INFORMATION SUPPLIED below:

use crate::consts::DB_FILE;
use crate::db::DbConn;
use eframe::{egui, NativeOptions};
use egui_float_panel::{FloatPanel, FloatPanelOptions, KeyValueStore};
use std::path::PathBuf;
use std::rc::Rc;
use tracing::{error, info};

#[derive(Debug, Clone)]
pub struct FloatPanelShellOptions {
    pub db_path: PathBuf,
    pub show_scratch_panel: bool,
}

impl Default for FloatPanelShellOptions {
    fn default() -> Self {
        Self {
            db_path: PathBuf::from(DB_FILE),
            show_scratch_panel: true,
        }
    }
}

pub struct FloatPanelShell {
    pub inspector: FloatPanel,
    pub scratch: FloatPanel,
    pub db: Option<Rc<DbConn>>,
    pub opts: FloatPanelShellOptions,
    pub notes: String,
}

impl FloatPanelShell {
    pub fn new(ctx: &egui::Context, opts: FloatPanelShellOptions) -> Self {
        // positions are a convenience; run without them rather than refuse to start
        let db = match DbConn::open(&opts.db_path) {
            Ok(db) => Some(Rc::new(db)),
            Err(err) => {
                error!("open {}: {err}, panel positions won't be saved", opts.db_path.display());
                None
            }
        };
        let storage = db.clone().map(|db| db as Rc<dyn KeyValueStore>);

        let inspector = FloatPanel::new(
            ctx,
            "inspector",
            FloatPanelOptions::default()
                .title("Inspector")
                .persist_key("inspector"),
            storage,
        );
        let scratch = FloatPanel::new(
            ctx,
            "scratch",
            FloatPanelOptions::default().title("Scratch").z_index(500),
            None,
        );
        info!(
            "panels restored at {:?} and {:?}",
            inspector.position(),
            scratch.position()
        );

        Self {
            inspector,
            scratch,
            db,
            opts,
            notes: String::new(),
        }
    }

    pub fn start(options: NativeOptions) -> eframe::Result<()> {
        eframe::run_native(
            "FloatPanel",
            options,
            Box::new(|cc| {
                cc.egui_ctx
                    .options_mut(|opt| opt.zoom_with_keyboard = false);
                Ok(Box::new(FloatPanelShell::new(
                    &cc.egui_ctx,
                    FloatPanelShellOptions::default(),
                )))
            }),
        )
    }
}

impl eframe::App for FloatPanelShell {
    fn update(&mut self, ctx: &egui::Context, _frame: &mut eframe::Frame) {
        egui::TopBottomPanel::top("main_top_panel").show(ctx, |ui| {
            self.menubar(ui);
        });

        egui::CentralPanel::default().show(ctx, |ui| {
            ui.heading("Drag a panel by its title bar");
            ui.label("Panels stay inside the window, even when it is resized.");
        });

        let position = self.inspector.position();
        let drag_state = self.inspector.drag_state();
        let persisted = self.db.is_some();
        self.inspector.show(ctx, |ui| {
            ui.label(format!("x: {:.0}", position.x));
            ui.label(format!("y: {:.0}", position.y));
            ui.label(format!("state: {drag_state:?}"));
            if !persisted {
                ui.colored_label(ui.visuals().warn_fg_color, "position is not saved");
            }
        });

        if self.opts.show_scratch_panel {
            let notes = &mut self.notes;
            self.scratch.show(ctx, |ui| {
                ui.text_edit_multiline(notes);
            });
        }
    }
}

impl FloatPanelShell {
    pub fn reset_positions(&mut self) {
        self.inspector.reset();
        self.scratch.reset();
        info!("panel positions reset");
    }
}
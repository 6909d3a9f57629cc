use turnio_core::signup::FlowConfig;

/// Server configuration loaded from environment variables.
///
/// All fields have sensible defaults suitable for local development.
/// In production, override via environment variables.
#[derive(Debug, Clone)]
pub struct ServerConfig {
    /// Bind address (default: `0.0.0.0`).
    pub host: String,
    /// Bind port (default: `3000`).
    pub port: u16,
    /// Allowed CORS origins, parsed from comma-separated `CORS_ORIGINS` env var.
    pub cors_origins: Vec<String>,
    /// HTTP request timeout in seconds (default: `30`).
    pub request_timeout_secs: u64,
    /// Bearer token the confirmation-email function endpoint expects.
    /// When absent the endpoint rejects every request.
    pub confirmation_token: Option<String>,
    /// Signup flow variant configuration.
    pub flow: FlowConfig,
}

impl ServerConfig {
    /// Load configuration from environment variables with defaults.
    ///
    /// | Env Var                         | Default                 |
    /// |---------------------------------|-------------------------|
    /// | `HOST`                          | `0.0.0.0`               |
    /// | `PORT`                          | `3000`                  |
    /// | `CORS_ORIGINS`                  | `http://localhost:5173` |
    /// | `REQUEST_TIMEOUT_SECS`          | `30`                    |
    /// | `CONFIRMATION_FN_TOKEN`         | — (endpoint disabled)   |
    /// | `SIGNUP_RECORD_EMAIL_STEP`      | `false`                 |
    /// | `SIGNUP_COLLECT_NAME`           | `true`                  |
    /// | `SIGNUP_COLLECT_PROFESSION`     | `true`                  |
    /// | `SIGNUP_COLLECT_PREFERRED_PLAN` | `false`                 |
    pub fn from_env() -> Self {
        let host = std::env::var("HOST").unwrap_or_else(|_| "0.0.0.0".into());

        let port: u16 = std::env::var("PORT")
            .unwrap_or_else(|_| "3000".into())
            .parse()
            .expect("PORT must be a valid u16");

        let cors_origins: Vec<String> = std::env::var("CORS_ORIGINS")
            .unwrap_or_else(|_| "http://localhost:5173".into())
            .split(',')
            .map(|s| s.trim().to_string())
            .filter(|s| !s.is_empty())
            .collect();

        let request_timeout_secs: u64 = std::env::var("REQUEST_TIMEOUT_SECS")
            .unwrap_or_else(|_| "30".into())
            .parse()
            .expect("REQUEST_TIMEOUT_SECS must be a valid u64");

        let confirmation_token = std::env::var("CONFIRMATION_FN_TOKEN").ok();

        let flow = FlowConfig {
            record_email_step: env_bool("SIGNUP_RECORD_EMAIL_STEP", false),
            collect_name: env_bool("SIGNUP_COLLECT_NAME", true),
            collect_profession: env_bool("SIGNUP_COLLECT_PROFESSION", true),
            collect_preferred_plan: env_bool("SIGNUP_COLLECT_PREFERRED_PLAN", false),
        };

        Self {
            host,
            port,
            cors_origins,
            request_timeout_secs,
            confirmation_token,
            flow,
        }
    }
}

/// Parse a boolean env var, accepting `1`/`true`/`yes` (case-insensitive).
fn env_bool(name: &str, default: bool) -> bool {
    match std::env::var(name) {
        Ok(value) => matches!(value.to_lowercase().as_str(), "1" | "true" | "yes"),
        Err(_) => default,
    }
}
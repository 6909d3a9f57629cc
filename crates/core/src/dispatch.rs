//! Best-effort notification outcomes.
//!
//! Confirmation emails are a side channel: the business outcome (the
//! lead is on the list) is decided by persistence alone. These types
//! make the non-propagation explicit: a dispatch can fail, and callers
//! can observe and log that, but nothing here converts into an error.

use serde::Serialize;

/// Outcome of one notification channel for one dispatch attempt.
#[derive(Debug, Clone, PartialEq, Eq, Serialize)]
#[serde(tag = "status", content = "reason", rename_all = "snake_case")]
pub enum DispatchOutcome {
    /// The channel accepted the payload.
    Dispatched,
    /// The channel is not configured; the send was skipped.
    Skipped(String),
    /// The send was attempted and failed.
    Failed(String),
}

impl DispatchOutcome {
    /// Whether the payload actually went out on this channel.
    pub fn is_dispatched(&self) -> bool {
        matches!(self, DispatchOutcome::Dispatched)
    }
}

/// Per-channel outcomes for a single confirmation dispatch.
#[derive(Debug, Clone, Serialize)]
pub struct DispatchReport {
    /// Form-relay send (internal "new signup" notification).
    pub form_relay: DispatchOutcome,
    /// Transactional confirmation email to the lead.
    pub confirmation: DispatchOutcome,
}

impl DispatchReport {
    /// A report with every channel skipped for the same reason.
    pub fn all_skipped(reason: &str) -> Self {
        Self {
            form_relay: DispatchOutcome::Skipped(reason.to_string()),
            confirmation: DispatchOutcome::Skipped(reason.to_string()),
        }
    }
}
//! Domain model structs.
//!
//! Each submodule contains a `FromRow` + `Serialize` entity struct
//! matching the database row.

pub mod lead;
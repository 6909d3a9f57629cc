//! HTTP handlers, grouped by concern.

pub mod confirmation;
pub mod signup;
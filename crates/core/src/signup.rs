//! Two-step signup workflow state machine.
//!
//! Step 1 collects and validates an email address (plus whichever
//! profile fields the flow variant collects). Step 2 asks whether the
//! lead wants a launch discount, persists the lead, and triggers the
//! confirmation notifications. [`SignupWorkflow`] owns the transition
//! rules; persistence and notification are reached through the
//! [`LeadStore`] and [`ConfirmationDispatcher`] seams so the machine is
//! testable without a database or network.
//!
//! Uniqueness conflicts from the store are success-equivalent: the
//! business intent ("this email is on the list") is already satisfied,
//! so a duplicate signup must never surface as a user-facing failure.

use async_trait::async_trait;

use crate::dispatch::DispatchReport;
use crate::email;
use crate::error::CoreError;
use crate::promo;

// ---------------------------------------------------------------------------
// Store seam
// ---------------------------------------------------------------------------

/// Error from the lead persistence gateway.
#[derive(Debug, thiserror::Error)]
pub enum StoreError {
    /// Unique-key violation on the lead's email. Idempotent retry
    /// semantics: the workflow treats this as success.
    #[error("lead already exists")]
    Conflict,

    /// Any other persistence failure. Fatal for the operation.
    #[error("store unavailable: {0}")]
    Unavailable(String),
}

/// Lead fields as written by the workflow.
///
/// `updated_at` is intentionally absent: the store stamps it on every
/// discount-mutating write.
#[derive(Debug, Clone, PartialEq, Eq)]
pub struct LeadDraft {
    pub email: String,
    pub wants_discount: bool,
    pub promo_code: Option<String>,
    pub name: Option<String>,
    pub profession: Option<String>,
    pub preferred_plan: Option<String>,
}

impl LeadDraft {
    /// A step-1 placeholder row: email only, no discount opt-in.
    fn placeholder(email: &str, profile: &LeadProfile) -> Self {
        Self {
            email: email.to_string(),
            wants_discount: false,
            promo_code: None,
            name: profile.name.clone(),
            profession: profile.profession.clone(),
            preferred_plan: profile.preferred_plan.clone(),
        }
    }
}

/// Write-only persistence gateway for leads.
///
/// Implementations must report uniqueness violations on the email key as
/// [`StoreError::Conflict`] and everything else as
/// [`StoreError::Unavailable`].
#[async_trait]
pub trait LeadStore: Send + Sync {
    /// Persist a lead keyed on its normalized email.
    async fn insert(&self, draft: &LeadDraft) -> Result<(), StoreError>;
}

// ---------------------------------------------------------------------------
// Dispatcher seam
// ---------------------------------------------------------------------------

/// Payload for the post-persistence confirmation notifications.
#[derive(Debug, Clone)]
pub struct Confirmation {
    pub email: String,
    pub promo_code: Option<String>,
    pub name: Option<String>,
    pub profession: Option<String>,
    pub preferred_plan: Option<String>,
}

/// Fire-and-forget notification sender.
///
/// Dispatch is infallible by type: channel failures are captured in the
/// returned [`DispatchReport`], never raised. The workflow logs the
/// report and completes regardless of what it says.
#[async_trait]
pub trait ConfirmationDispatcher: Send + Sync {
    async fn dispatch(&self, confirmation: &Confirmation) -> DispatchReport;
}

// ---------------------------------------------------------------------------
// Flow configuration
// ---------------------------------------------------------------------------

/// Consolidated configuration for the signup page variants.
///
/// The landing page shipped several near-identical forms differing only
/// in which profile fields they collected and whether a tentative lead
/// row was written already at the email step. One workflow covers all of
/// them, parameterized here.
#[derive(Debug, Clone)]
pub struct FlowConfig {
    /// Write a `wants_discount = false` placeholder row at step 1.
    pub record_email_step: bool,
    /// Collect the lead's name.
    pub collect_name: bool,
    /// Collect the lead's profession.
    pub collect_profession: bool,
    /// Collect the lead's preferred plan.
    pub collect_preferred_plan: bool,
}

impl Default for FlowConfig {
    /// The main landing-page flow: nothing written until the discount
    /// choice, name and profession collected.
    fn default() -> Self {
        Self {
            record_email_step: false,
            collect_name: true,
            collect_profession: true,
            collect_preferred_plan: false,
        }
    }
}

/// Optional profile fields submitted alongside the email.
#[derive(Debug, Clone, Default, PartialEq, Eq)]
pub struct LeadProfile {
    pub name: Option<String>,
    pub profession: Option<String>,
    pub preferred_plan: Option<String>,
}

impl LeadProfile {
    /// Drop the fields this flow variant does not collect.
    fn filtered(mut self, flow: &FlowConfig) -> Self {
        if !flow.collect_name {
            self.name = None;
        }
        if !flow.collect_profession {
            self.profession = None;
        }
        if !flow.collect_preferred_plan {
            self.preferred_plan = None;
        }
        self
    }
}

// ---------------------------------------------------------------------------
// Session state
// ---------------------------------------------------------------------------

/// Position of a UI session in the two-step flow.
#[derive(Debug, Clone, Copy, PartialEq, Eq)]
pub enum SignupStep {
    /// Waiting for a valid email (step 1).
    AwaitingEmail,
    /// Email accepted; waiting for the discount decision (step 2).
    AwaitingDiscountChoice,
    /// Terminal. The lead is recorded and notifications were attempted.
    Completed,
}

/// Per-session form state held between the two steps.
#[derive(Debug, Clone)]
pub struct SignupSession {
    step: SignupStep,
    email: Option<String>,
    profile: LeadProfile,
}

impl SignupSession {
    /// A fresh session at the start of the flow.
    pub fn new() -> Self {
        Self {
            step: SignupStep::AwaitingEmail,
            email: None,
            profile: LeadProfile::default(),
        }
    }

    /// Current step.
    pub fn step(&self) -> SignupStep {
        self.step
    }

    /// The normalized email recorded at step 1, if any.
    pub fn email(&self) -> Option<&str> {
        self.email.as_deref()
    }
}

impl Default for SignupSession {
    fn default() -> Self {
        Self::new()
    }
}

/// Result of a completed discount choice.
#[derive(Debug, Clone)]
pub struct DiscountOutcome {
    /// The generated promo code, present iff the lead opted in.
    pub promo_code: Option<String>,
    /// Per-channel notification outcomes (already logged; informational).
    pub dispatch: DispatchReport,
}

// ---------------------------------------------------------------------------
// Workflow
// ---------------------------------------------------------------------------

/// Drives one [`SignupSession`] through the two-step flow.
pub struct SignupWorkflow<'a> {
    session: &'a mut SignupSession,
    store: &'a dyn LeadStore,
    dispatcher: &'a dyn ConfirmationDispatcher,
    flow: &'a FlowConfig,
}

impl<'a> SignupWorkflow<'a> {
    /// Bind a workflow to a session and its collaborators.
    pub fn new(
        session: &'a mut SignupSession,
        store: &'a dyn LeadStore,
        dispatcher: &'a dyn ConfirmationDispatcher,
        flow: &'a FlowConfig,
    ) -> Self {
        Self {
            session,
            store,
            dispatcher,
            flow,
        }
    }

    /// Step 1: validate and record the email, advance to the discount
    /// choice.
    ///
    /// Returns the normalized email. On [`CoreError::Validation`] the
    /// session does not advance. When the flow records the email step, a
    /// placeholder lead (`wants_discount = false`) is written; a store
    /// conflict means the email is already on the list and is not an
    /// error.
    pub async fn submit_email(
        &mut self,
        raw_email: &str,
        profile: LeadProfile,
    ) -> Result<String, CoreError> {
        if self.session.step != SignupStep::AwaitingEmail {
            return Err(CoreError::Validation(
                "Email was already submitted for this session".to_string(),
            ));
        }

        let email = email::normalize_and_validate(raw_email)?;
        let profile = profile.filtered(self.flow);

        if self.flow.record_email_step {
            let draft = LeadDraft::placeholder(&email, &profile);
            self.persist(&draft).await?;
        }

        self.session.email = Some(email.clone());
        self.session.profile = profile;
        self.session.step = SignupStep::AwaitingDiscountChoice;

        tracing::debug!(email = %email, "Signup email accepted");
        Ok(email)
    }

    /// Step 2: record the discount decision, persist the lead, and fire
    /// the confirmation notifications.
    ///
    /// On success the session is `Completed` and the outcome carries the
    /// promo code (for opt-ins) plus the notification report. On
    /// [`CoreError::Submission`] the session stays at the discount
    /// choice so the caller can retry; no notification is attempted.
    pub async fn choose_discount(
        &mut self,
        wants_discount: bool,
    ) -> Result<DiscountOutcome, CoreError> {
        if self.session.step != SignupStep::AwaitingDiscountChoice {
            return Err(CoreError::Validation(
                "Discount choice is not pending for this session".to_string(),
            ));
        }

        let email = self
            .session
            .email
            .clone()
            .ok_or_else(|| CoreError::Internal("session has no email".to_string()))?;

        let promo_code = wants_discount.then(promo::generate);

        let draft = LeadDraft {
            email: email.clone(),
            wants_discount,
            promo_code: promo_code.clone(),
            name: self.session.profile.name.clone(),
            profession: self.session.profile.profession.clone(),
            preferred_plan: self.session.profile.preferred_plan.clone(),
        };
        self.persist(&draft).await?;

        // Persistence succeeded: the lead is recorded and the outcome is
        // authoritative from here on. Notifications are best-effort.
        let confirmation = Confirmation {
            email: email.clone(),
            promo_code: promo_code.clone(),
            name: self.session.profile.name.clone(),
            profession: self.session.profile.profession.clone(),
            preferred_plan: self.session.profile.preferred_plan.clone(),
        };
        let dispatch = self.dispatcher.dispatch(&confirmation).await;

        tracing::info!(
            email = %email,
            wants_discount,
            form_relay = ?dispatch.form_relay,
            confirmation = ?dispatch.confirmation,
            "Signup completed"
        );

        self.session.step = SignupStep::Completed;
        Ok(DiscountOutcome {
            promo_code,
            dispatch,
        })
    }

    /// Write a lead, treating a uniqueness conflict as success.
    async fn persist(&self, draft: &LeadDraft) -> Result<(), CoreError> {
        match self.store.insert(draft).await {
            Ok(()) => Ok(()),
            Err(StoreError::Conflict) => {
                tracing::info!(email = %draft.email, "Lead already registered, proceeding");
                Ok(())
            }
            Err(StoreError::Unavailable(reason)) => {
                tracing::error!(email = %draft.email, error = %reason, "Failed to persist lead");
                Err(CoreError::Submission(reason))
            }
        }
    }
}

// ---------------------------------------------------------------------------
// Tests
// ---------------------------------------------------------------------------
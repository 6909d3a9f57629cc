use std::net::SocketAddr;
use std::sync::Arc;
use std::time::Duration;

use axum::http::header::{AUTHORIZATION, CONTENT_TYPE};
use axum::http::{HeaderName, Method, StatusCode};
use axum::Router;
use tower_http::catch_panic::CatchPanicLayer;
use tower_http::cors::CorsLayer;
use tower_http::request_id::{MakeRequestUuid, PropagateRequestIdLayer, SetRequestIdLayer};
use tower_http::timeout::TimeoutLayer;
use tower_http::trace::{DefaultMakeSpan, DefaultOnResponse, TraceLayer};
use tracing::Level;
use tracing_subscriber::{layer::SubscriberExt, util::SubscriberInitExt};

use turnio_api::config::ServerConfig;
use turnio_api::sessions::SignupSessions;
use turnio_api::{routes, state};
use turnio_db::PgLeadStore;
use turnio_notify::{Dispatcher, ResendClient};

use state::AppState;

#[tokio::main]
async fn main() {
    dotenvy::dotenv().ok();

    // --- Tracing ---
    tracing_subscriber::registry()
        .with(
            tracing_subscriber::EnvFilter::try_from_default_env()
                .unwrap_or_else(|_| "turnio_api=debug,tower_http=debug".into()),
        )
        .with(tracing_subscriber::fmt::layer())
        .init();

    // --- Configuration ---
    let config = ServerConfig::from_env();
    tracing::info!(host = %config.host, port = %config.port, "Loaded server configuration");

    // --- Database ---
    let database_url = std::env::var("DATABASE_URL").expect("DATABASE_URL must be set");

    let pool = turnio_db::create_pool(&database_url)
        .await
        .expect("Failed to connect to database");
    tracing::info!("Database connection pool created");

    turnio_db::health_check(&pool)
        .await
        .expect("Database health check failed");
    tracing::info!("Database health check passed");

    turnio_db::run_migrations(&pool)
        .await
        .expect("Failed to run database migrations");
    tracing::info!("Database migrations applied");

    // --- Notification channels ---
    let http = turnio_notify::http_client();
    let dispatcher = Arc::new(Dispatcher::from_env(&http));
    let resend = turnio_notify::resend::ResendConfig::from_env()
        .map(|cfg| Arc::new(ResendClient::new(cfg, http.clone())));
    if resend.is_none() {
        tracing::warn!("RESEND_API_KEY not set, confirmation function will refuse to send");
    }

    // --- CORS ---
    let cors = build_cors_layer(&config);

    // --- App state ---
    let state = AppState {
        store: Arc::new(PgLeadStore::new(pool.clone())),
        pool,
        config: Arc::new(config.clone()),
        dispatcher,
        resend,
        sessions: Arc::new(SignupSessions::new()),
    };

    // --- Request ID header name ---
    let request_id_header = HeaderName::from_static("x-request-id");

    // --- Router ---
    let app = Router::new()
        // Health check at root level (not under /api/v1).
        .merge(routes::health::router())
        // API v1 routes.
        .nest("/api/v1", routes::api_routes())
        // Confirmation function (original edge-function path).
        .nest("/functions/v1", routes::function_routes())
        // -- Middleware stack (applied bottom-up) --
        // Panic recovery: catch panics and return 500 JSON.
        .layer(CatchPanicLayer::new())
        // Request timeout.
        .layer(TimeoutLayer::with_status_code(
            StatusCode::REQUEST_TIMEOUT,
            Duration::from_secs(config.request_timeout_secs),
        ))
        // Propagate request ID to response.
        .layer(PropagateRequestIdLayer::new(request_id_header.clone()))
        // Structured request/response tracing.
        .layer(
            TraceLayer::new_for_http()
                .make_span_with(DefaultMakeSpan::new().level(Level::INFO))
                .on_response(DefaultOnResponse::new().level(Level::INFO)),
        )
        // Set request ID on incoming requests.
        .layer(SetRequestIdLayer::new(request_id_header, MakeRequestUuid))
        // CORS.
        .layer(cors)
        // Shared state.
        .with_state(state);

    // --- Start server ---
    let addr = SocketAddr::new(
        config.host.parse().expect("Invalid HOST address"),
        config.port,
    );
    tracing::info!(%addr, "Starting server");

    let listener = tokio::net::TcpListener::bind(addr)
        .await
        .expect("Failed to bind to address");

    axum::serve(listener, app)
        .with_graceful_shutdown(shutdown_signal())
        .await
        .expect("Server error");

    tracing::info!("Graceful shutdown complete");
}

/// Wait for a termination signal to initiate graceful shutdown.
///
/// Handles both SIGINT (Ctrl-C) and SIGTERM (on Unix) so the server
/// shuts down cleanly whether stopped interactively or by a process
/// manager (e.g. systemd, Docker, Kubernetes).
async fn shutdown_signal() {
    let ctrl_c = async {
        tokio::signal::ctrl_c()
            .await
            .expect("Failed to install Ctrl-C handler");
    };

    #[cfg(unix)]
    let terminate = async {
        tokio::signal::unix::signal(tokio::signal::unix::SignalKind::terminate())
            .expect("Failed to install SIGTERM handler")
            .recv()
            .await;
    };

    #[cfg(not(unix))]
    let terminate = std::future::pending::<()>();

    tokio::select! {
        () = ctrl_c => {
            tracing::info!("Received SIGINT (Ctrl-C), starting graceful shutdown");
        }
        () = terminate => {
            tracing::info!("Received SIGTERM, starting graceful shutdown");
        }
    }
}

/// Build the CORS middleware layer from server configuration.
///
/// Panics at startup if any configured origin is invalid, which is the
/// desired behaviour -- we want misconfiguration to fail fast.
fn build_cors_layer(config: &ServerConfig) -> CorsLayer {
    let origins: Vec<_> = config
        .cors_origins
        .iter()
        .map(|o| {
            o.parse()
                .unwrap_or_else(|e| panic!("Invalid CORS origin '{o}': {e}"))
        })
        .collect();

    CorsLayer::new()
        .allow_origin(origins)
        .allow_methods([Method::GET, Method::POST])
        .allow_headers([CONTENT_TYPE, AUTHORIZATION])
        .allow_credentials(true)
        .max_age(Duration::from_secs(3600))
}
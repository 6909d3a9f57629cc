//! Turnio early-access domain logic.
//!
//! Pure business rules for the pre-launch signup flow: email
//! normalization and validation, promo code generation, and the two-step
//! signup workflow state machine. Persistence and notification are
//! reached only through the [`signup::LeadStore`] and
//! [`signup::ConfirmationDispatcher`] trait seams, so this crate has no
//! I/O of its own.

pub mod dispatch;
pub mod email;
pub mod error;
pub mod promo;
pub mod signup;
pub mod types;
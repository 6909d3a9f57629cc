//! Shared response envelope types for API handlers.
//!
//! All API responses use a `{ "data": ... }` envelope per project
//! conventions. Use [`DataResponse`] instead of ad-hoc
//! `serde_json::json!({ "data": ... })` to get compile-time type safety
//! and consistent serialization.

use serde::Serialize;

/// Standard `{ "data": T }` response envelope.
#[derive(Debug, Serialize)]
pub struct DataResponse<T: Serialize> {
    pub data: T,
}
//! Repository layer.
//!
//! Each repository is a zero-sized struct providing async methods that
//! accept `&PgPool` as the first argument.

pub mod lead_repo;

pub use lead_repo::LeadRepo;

End of INFORMATION SUPPLIED.

Return exactly, and only, the lines above starting at the line that contains "self.name = None;" and ending at the line that contains "pub fn step(&self)".

ANSWER SPACE
            self.name = None;
        }
        if !flow.collect_profession {
            self.profession = None;
        }
        if !flow.collect_preferred_plan {
            self.preferred_plan = None;
        }
        self
    }
}

// ---------------------------------------------------------------------------
// Session state
// ---------------------------------------------------------------------------

/// Position of a UI session in the two-step flow.
#[derive(Debug, Clone, Copy, PartialEq, Eq)]
pub enum SignupStep {
    /// Waiting for a valid email (step 1).
    AwaitingEmail,
    /// Email accepted; waiting for the discount decision (step 2).
    AwaitingDiscountChoice,
    /// Terminal. The lead is recorded and notifications were attempted.
    Completed,
}

/// Per-session form state held between the two steps.
#[derive(Debug, Clone)]
pub struct SignupSession {
    step: SignupStep,
    email: Option<String>,
    profile: LeadProfile,
}

impl SignupSession {
    /// A fresh session at the start of the flow.
    pub fn new() -> Self {
        Self {
            step: SignupStep::AwaitingEmail,
            email: None,
            profile: LeadProfile::default(),
        }
    }

    /// Current step.
    pub fn step(&self) -> SignupStep {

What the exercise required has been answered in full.